Scheduled payment on a lump-sum home equity loan secured by the property.
A home equity loan payment is the scheduled payment on a lump-sum home equity loan secured by the property.
Home equity loan payment matters because a fixed second mortgage usually creates a separate required payment in addition to the first mortgage. Borrowers should not compare only the cash received at closing; they also need to understand the ongoing second-lien payment.
It also matters because that payment can affect qualification, debt-to-income ratio, household budget, and the borrower’s ability to keep both liens current.
Borrowers encounter the payment estimate while applying for a home equity loan and reviewing the final loan terms.
The term becomes practical after closing, when the borrower must manage the first mortgage payment and the separate home equity loan payment together.
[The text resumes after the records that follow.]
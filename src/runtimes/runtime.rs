use anyhow::Result;
use std::path::Path;

use crate::reference::ImageReference;

/// Operations the manifest pipeline needs from a container runtime.
pub trait ContainerRuntime {
    /// Returns the name of the runtime for identification purposes
    fn name(&self) -> &str;

    /// Resolves `reference` to an image identifier.
    /// Only the first listed match is considered; `None` when nothing matches.
    fn find_image(&self, reference: &ImageReference) -> Result<Option<String>>;

    /// Instantiates, without starting, a container from `image_id` and returns its identifier
    fn create_container(&self, image_id: &str) -> Result<String>;

    /// Writes the container's filesystem to `archive_path` as a tar archive
    fn export_container(&self, container_id: &str, archive_path: &Path) -> Result<()>;

    /// Forcibly removes the container
    fn remove_container(&self, container_id: &str) -> Result<()>;
}
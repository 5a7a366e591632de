//! Integration tests for image-manifest
//!
//! Tests that need a live container runtime.

pub mod docker;
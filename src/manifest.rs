//! Structured listing of an archive's entries and the text manifest built from it.
//!
//! [`ArchiveListing`] walks a tar archive lazily and yields one [`ManifestEntry`] per
//! member, in archive order. Formatting lives in the [`std::fmt::Display`] impl of
//! [`ManifestEntry`], one line per entry:
//!
//! ```text
//! drwxr-xr-x root/root          0 2024-01-26 08:30:12 etc/
//! -rw-r--r-- root/root        682 2024-01-26 08:30:12 etc/group
//! lrwxrwxrwx root/root          0 2024-01-26 08:30:12 bin/sh -> /bin/busybox
//! ```
//!
//! [`write_manifest`] ties the two together and writes the manifest file.

use anyhow::{Context, Result};
use chrono::{DateTime, Utc};
use std::fmt;
use std::fs::File;
use std::io::{BufWriter, Read, Write};
use std::path::{Path, PathBuf};
use tar_rs as tar;

use crate::archive::{self, ArchiveReader};

const TIMESTAMP_FORMAT: &str = "%Y-%m-%d %H:%M:%S";
const UNKNOWN_TIMESTAMP: &str = "????-??-?? ??:??:??";

#[derive(Debug, Clone, Copy, PartialEq, Eq)]
pub enum EntryKind {
    File,
    Directory,
    Symlink,
    HardLink,
    CharDevice,
    BlockDevice,
    Fifo,
    Other,
}

impl EntryKind {
    fn from_entry_type(entry_type: tar::EntryType) -> Self {
        match entry_type {
            tar::EntryType::Regular | tar::EntryType::Continuous => EntryKind::File,
            tar::EntryType::Directory => EntryKind::Directory,
            tar::EntryType::Symlink => EntryKind::Symlink,
            tar::EntryType::Link => EntryKind::HardLink,
            tar::EntryType::Char => EntryKind::CharDevice,
            tar::EntryType::Block => EntryKind::BlockDevice,
            tar::EntryType::Fifo => EntryKind::Fifo,
            _ => EntryKind::Other,
        }
    }

    fn type_char(self) -> char {
        match self {
            EntryKind::File => '-',
            EntryKind::Directory => 'd',
            EntryKind::Symlink => 'l',
            EntryKind::HardLink => 'h',
            EntryKind::CharDevice => 'c',
            EntryKind::BlockDevice => 'b',
            EntryKind::Fifo => 'p',
            EntryKind::Other => '?',
        }
    }
}

/// Metadata of a single archive member.
#[derive(Debug, Clone, PartialEq, Eq)]
pub struct ManifestEntry {
    pub kind: EntryKind,
    /// Permission bits including setuid/setgid/sticky (`0o7777` mask).
    pub mode: u32,
    pub owner: String,
    pub group: String,
    pub size: u64,
    /// `(major, minor)` for character and block devices.
    pub device: Option<(u32, u32)>,
    pub modified: Option<DateTime<Utc>>,
    /// Member path without a trailing slash.
    pub path: String,
    pub link_target: Option<String>,
}

impl ManifestEntry {
    pub fn from_tar_entry<R: Read>(entry: &tar::Entry<'_, R>) -> Result<Self> {
        let header = entry.header();
        let kind = EntryKind::from_entry_type(header.entry_type());

        let path = entry.path().context("Failed to get entry path")?;
        let path = path.to_string_lossy();
        let path = match path.trim_end_matches('/') {
            "" => path.to_string(),
            trimmed => trimmed.to_string(),
        };

        let mode = header.mode().context("Failed to read entry mode")? & 0o7777;

        let owner = match header.username().ok().flatten() {
            Some(name) if !name.is_empty() => name.to_string(),
            // Unset or garbled numeric ids read as 0
            _ => header.uid().unwrap_or(0).to_string(),
        };
        let group = match header.groupname().ok().flatten() {
            Some(name) if !name.is_empty() => name.to_string(),
            _ => header.gid().unwrap_or(0).to_string(),
        };

        let device = match kind {
            EntryKind::CharDevice | EntryKind::BlockDevice => {
                let major = header.device_major().ok().flatten().unwrap_or(0);
                let minor = header.device_minor().ok().flatten().unwrap_or(0);
                Some((major, minor))
            }
            _ => None,
        };

        let modified = header
            .mtime()
            .ok()
            .and_then(|secs| i64::try_from(secs).ok())
            .and_then(|secs| DateTime::<Utc>::from_timestamp(secs, 0));

        let link_target = entry
            .link_name()
            .context("Failed to get entry link name")?
            .map(|target| target.to_string_lossy().to_string());

        Ok(Self {
            kind,
            mode,
            owner,
            group,
            size: entry.size(),
            device,
            modified,
            path,
            link_target,
        })
    }

    /// `ls -l` style mode column, e.g. `drwxr-xr-x` or `-rwsr-xr-x`.
    pub fn mode_string(&self) -> String {
        let mut out = String::with_capacity(10);
        out.push(self.kind.type_char());

        for (shift, special_bit, special_char) in
            [(6, 0o4000, 's'), (3, 0o2000, 's'), (0, 0o1000, 't')]
        {
            let bits = (self.mode >> shift) & 0o7;
            out.push(if bits & 0o4 != 0 { 'r' } else { '-' });
            out.push(if bits & 0o2 != 0 { 'w' } else { '-' });
            out.push(match (self.mode & special_bit != 0, bits & 0o1 != 0) {
                (true, true) => special_char,
                (true, false) => special_char.to_ascii_uppercase(),
                (false, true) => 'x',
                (false, false) => '-',
            });
        }

        out
    }
}

impl fmt::Display for ManifestEntry {
    fn fmt(&self, f: &mut fmt::Formatter<'_>) -> fmt::Result {
        write!(f, "{} {}/{} ", self.mode_string(), self.owner, self.group)?;

        match self.device {
            Some((major, minor)) => write!(f, "{:>10} ", format!("{},{}", major, minor))?,
            None => write!(f, "{:>10} ", self.size)?,
        }

        match self.modified {
            Some(modified) => write!(f, "{} ", modified.format(TIMESTAMP_FORMAT))?,
            None => write!(f, "{} ", UNKNOWN_TIMESTAMP)?,
        }

        f.write_str(&self.path)?;
        if self.kind == EntryKind::Directory && !self.path.ends_with('/') {
            f.write_str("/")?;
        }

        match (self.kind, &self.link_target) {
            (EntryKind::Symlink, Some(target)) => write!(f, " -> {}", target),
            (EntryKind::HardLink, Some(target)) => write!(f, " link to {}", target),
            _ => Ok(()),
        }
    }
}

/// An archive opened for listing.
pub struct ArchiveListing {
    path: PathBuf,
    archive: ArchiveReader,
}

impl ArchiveListing {
    pub fn open<P: AsRef<Path>>(archive_path: P) -> Result<Self> {
        let path = archive_path.as_ref().to_path_buf();
        let archive = archive::open_archive(&path)?;
        Ok(Self { path, archive })
    }

    /// Lazily yields the archive's entries in archive order.
    ///
    /// Each record is produced from the member's header only; file contents are skipped.
    /// PAX global headers describe the archive rather than a member and are not listed.
    pub fn entries(&mut self) -> Result<impl Iterator<Item = Result<ManifestEntry>> + '_> {
        let path = &self.path;
        let entries = self
            .archive
            .entries()
            .with_context(|| format!("Failed to read entries of {}", path.display()))?;

        Ok(entries.filter_map(move |entry| {
            let entry = match entry
                .with_context(|| format!("Failed to read tar entry from {}", path.display()))
            {
                Ok(entry) => entry,
                Err(e) => return Some(Err(e)),
            };
            if entry.header().entry_type().is_pax_global_extensions() {
                return None;
            }
            Some(ManifestEntry::from_tar_entry(&entry))
        }))
    }
}

/// Writes one formatted line per entry of `listing` to `writer`, returning the entry count
pub fn write_listing<W: Write>(listing: &mut ArchiveListing, writer: &mut W) -> Result<usize> {
    let mut count = 0;
    for entry in listing.entries()? {
        let entry = entry?;
        writeln!(writer, "{}", entry).context("Failed to write manifest line")?;
        count += 1;
    }
    Ok(count)
}

/// Lists `archive_path` into a newly created `manifest_path`.
///
/// The archive is opened before the manifest file is created, so a missing archive
/// leaves no manifest behind. Returns the number of entries written.
pub fn write_manifest(archive_path: &Path, manifest_path: &Path) -> Result<usize> {
    let mut listing = ArchiveListing::open(archive_path)?;

    let file = File::create(manifest_path)
        .with_context(|| format!("Failed to create manifest: {}", manifest_path.display()))?;
    let mut writer = BufWriter::new(file);

    let count = write_listing(&mut listing, &mut writer)
        .with_context(|| format!("Failed to list archive: {}", archive_path.display()))?;
    writer
        .flush()
        .with_context(|| format!("Failed to write manifest: {}", manifest_path.display()))?;

    log::debug!(
        "Wrote {} entries from {} to {}",
        count,
        archive_path.display(),
        manifest_path.display()
    );
    Ok(count)
}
| Term | What it tells the borrower |
|---|---|
| Monthly Payment | Broad payment amount due under a mortgage setup |
| Home equity loan payment | Payment due on the fixed second-lien loan |
| HELOC Minimum Payment | Minimum due on a revolving line balance |
| PITI | First-mortgage housing payment components often used in qualification |
A homeowner keeps a first mortgage and adds a $40,000 home equity loan. The new second-lien loan has its own scheduled installment, separate from the first mortgage payment.
Home equity loan payment differs from Home Equity Loan because the loan is the product, while the payment is the recurring obligation created by that product.
It differs from HELOC Minimum Payment because a home equity loan is usually a lump-sum installment loan, while a HELOC payment can change as the revolving balance and line terms change.
It also differs from Cash-Out Refinance. A cash-out refinance replaces the first mortgage and creates one new first-mortgage payment, while a home equity loan usually adds a separate second-lien payment.